Terrific question but there is no direct answer. It depends on a lot of things like the camera you're using, the conditions of the shoot, the content, etc. etc.

I shoot with two cameras, a point and shoot Canon A10 and a Minolta Dimage 7. I strive to take the original image so that it needs as little post production manipulation as possible. This means many things such as correct exposure, exposure latitude, color balance and composition. These are all things that apply to traditional film photography.

I download the images to my PC using a CF reader. The Dimage 7 images are converted to sRGB color space using Minilta's software. After that everything goes into Paintshop Pro for editing.
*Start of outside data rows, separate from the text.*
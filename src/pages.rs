use rusqlite::{Connection, OptionalExtension};

/// Content-page publishing collaborator. The merge only needs an opaque page
/// id back; how the page is rendered is somebody else's problem.
pub trait PagePublisher {
    fn publish(&mut self, conn: &Connection, title: &str, slug: &str) -> anyhow::Result<i64>;
}

/// Default publisher writing into the `pages` table of the target database.
pub struct SitePagePublisher;

impl PagePublisher for SitePagePublisher {
    fn publish(&mut self, conn: &Connection, title: &str, slug: &str) -> anyhow::Result<i64> {
        let existing: Option<i64> = conn
            .query_row("SELECT id FROM pages WHERE slug = ?", [slug], |row| {
                row.get(0)
            })
            .optional()?;
        if let Some(id) = existing {
            return Ok(id);
        }
        conn.execute(
            "INSERT INTO pages(title, slug, published, in_navigation) VALUES(?, ?, 1, 1)",
            (title, slug),
        )?;
        Ok(conn.last_insert_rowid())
    }
}
use std::collections::{BTreeMap, HashMap};

use rusqlite::{Connection, OptionalExtension};
use tracing::warn;

use crate::context::MergeContext;
use crate::error::MergeError;
use crate::idmap::{self, new_ids_map};

/// The concrete kind behind an activity row, read back from the
/// specialization tables rather than trusted from the type discriminator.
#[derive(Debug)]
enum ActivityDetail {
    Course {
        allow_period_selection: bool,
    },
    Event {
        start_date: Option<String>,
        end_date: Option<String>,
    },
    Orderable {
        duration_days: i64,
        due_from_days: i64,
    },
}

impl ActivityDetail {
    fn model(&self) -> &'static str {
        match self {
            ActivityDetail::Course { .. } => "course",
            ActivityDetail::Event { .. } => "event",
            ActivityDetail::Orderable { .. } => "orderable",
        }
    }
}

fn read_detail(conn: &Connection, activity_id: i64) -> anyhow::Result<Option<ActivityDetail>> {
    let course: Option<bool> = conn
        .query_row(
            "SELECT allow_period_selection FROM courses WHERE activity_id = ?",
            [activity_id],
            |row| row.get(0),
        )
        .optional()?;
    if let Some(allow_period_selection) = course {
        return Ok(Some(ActivityDetail::Course {
            allow_period_selection,
        }));
    }

    let event: Option<(Option<String>, Option<String>)> = conn
        .query_row(
            "SELECT start_date, end_date FROM events WHERE activity_id = ?",
            [activity_id],
            |row| Ok((row.get(0)?, row.get(1)?)),
        )
        .optional()?;
    if let Some((start_date, end_date)) = event {
        return Ok(Some(ActivityDetail::Event {
            start_date,
            end_date,
        }));
    }

    let orderable: Option<(i64, i64)> = conn
        .query_row(
            "SELECT duration_days, due_from_days FROM orderables WHERE activity_id = ?",
            [activity_id],
            |row| Ok((row.get(0)?, row.get(1)?)),
        )
        .optional()?;
    if let Some((duration_days, due_from_days)) = orderable {
        return Ok(Some(ActivityDetail::Orderable {
            duration_days,
            due_from_days,
        }));
    }

    Ok(None)
}

pub fn merge_activity_types(ctx: &mut MergeContext) -> anyhow::Result<()> {
    let MergeContext {
        target,
        sources,
        maps,
        ..
    } = ctx;
    let names: Vec<String> = sources.iter().map(|(n, _)| n.clone()).collect();
    let mut map = new_ids_map(names.iter().map(String::as_str));

    let mut existing: HashMap<String, i64> = HashMap::new();
    let mut stmt = target.prepare("SELECT id, slug FROM activity_types")?;
    let rows = stmt.query_map([], |row| Ok((row.get::<_, String>(1)?, row.get(0)?)))?;
    for row in rows {
        let (slug, id) = row?;
        existing.insert(slug, id);
    }
    drop(stmt);

    for (name, source) in sources.iter() {
        let mut stmt = source.prepare(
            "SELECT id, slug, name, plural, model, organization_id, reg_print_setup_id,
                    decision_print_setup_id, pr_print_setup_id, bill_print_setup_id
             FROM activity_types",
        )?;
        let types = stmt
            .query_map([], |row| {
                Ok((
                    row.get::<_, i64>(0)?,
                    row.get::<_, String>(1)?,
                    row.get::<_, String>(2)?,
                    row.get::<_, String>(3)?,
                    row.get::<_, String>(4)?,
                    row.get::<_, Option<i64>>(5)?,
                    row.get::<_, Option<i64>>(6)?,
                    row.get::<_, Option<i64>>(7)?,
                    row.get::<_, Option<i64>>(8)?,
                    row.get::<_, Option<i64>>(9)?,
                ))
            })?
            .collect::<Result<Vec<_>, _>>()?;
        drop(stmt);

        for (foreign_id, slug, type_name, plural, model, organization, reg_ps, decision_ps, pr_ps, bill_ps)
            in types
        {
            let local_id = match existing.get(&slug) {
                Some(id) => *id,
                None => {
                    let organization = idmap::resolve_opt(
                        &maps.organizations,
                        "organization",
                        name,
                        organization,
                    )?;
                    let reg_ps =
                        idmap::resolve_opt(&maps.print_setups, "print setup", name, reg_ps)?;
                    let decision_ps =
                        idmap::resolve_opt(&maps.print_setups, "print setup", name, decision_ps)?;
                    let pr_ps =
                        idmap::resolve_opt(&maps.print_setups, "print setup", name, pr_ps)?;
                    let bill_ps =
                        idmap::resolve_opt(&maps.print_setups, "print setup", name, bill_ps)?;
                    target.execute(
                        "INSERT INTO activity_types(slug, name, plural, model, organization_id,
                                                    reg_print_setup_id, decision_print_setup_id,
                                                    pr_print_setup_id, bill_print_setup_id)
                         VALUES(?, ?, ?, ?, ?, ?, ?, ?, ?)",
                        (
                            &slug,
                            &type_name,
                            &plural,
                            &model,
                            organization,
                            reg_ps,
                            decision_ps,
                            pr_ps,
                            bill_ps,
                        ),
                    )?;
                    let local_id = target.last_insert_rowid();
                    existing.insert(slug, local_id);
                    local_id
                }
            };

            for question_id in
                linked_ids(source, "SELECT question_id FROM activity_type_questions
                                     WHERE activity_type_id = ?", foreign_id)?
            {
                let local_question =
                    idmap::require(&maps.questions, "question", name, question_id)?;
                target.execute(
                    "INSERT OR IGNORE INTO activity_type_questions(activity_type_id, question_id)
                     VALUES(?, ?)",
                    (local_id, local_question),
                )?;
            }
            for agreement_id in
                linked_ids(source, "SELECT agreement_id FROM activity_type_agreements
                                     WHERE activity_type_id = ?", foreign_id)?
            {
                let local_agreement =
                    idmap::require(&maps.agreements, "agreement", name, agreement_id)?;
                target.execute(
                    "INSERT OR IGNORE INTO activity_type_agreements(activity_type_id, agreement_id)
                     VALUES(?, ?)",
                    (local_id, local_agreement),
                )?;
            }
            for file_id in
                linked_ids(source, "SELECT file_id FROM activity_type_attachments
                                     WHERE activity_type_id = ?", foreign_id)?
            {
                let local_file = idmap::require(&maps.files, "file", name, file_id)?;
                target.execute(
                    "INSERT OR IGNORE INTO activity_type_attachments(activity_type_id, file_id)
                     VALUES(?, ?)",
                    (local_id, local_file),
                )?;
            }

            idmap::record(&mut map, name, foreign_id, local_id);
        }
    }

    maps.activity_types = map;
    Ok(())
}

pub fn merge_activity_groups(ctx: &mut MergeContext) -> anyhow::Result<()> {
    let MergeContext {
        target,
        sources,
        maps,
        ..
    } = ctx;
    let names: Vec<String> = sources.iter().map(|(n, _)| n.clone()).collect();
    let mut map = new_ids_map(names.iter().map(String::as_str));

    let mut existing: HashMap<String, i64> = HashMap::new();
    let mut stmt = target.prepare("SELECT id, name FROM activity_groups")?;
    let rows = stmt.query_map([], |row| Ok((row.get::<_, String>(1)?, row.get(0)?)))?;
    for row in rows {
        let (name, id) = row?;
        existing.insert(name, id);
    }
    drop(stmt);

    for (name, source) in sources.iter() {
        let mut stmt = source.prepare("SELECT id, name, color FROM activity_groups")?;
        let groups = stmt
            .query_map([], |row| {
                Ok((
                    row.get::<_, i64>(0)?,
                    row.get::<_, String>(1)?,
                    row.get::<_, String>(2)?,
                ))
            })?
            .collect::<Result<Vec<_>, _>>()?;
        drop(stmt);

        for (foreign_id, group_name, color) in groups {
            let local_id = match existing.get(&group_name) {
                Some(id) => *id,
                None => {
                    target.execute(
                        "INSERT INTO activity_groups(name, color) VALUES(?, ?)",
                        (&group_name, &color),
                    )?;
                    let local_id = target.last_insert_rowid();
                    existing.insert(group_name, local_id);
                    local_id
                }
            };
            for type_id in
                linked_ids(source, "SELECT activity_type_id FROM activity_group_types
                                     WHERE activity_group_id = ?", foreign_id)?
            {
                let local_type =
                    idmap::require(&maps.activity_types, "activity type", name, type_id)?;
                target.execute(
                    "INSERT OR IGNORE INTO activity_group_types(activity_group_id, activity_type_id)
                     VALUES(?, ?)",
                    (local_id, local_type),
                )?;
            }
            idmap::record(&mut map, name, foreign_id, local_id);
        }
    }

    maps.activity_groups = map;
    Ok(())
}
pub fn merge_registrations(ctx: &mut MergeContext) -> anyhow::Result<()> {
    let MergeContext {
        target,
        sources,
        maps,
        ..
    } = ctx;

    for (name, source) in sources.iter() {
        let mut stmt = source.prepare(
            "SELECT id, activity_id, activity_variant_id, calendar_event_id, user_id, price,
                    note, created, created_by_id, approved, approved_by_id,
                    payment_requested_by_id, refund_offered_by_id, cancelation_requested_by_id,
                    canceled, canceled_by_id, registration_link_id
             FROM registrations",
        )?;
        let registrations = stmt
            .query_map([], |row| {
                Ok(RegistrationRow {
                    id: row.get(0)?,
                    activity_id: row.get(1)?,
                    activity_variant_id: row.get(2)?,
                    calendar_event_id: row.get(3)?,
                    user_id: row.get(4)?,
                    price: row.get(5)?,
                    note: row.get(6)?,
                    created: row.get(7)?,
                    created_by_id: row.get(8)?,
                    approved: row.get(9)?,
                    approved_by_id: row.get(10)?,
                    payment_requested_by_id: row.get(11)?,
                    refund_offered_by_id: row.get(12)?,
                    cancelation_requested_by_id: row.get(13)?,
                    canceled: row.get(14)?,
                    canceled_by_id: row.get(15)?,
                    registration_link_id: row.get(16)?,
                })
            })?
            .collect::<Result<Vec<_>, _>>()?;
        drop(stmt);

        for reg in registrations {
            if maps.registrations.contains(name, reg.id) {
                continue;
            }
            let detail = read_detail(source, reg.id)?.ok_or_else(|| {
                MergeError::UnknownActivityModel(format!(
                    "registration {} from source {} has no concrete kind",
                    reg.id, name
                ))
            })?;

            let local_activity =
                idmap::require(&maps.activities, "activity", name, reg.activity_id)?;
            let local_variant = idmap::require(
                &maps.activity_variants,
                "activity variant",
                name,
                reg.activity_variant_id,
            )?;
            let calendar_event = idmap::resolve_opt(
                &maps.calendar_events,
                "calendar event",
                name,
                reg.calendar_event_id,
            )?;
            let local_user = idmap::require(&maps.users, "user", name, reg.user_id)?;
            let created_by = resolve_user(&maps.users, name, reg.created_by_id)?;
            let approved_by = resolve_user(&maps.users, name, reg.approved_by_id)?;
            let payment_requested_by = resolve_user(&maps.users, name, reg.payment_requested_by_id)?;
            let refund_offered_by = resolve_user(&maps.users, name, reg.refund_offered_by_id)?;
            let cancelation_requested_by =
                resolve_user(&maps.users, name, reg.cancelation_requested_by_id)?;
            let canceled_by = resolve_user(&maps.users, name, reg.canceled_by_id)?;
            let registration_link = idmap::resolve_opt(
                &maps.registration_links,
                "registration link",
                name,
                reg.registration_link_id,
            )?;

            target.execute(
                "INSERT INTO registrations(activity_id, activity_variant_id, calendar_event_id,
                                           user_id, price, note, created_by_id, approved,
                                           approved_by_id, payment_requested_by_id,
                                           refund_offered_by_id, cancelation_requested_by_id,
                                           canceled, canceled_by_id, registration_link_id)
                 VALUES(?, ?, ?, ?, ?, ?, ?, ?, ?, ?, ?, ?, ?, ?, ?)",
                rusqlite::params![
                    local_activity,
                    local_variant,
                    calendar_event,
                    local_user,
                    reg.price,
                    &reg.note,
                    created_by,
                    &reg.approved,
                    approved_by,
                    payment_requested_by,
                    refund_offered_by,
                    cancelation_requested_by,
                    &reg.canceled,
                    canceled_by,
                    registration_link,
                ],
            )?;
            let local_id = target.last_insert_rowid();
            // The insert stamps "now"; restore the original creation time.
            target.execute(
                "UPDATE registrations SET created = ? WHERE id = ?",
                (&reg.created, local_id),
            )?;

            match detail {
                RegistrationDetail::Course {
                    attends_from,
                    attends_until,
                } => {
                    target.execute(
                        "INSERT INTO course_registrations(registration_id, attends_from,
                                                          attends_until)
                         VALUES(?, ?, ?)",
                        (local_id, attends_from, attends_until),
                    )?;
                }
                RegistrationDetail::Event { attended } => {
                    target.execute(
                        "INSERT INTO event_registrations(registration_id, attended) VALUES(?, ?)",
                        (local_id, attended),
                    )?;
                }
                RegistrationDetail::Orderable {
                    event_date,
                    event_duration_days,
                } => {
                    target.execute(
                        "INSERT INTO orderable_registrations(registration_id, event_date,
                                                             event_duration_days)
                         VALUES(?, ?, ?)",
                        (local_id, event_date, event_duration_days),
                    )?;
                }
            }

            copy_registration_links(source, target, maps, name, reg.id, local_id)?;
            copy_registration_children(source, target, maps, name, reg.id, local_id)?;

            maps.registrations.record(name, reg.id, local_id);
        }
    }

    maps.registrations.save(target)?;
    maps.registration_participants.save(target)?;
    Ok(())
}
I actually rarely make color or contrast corrections to the A10 photos but I use the dimage is used for more critical work so sometimes I do. Knowing what corrections to make are based on knowing something is wrong to begin with. Do the colors look like the original scene? Do whites come out white or do they have a color cast? I normally use a custom white balance when I shoot so this is rarely an issue.

Contrast changes are tricky to learn. If you adjust a lot in either direction you are bound to make the picture look worse. Use subtle adjustments and learn how they effect the photo. Is the photo washed out and flat looking or are the highlights and shadows too harsh? I most often adjust contrast by altering the response curve which is a more complex way of adjusting contrast and color than just setting more or less contrast.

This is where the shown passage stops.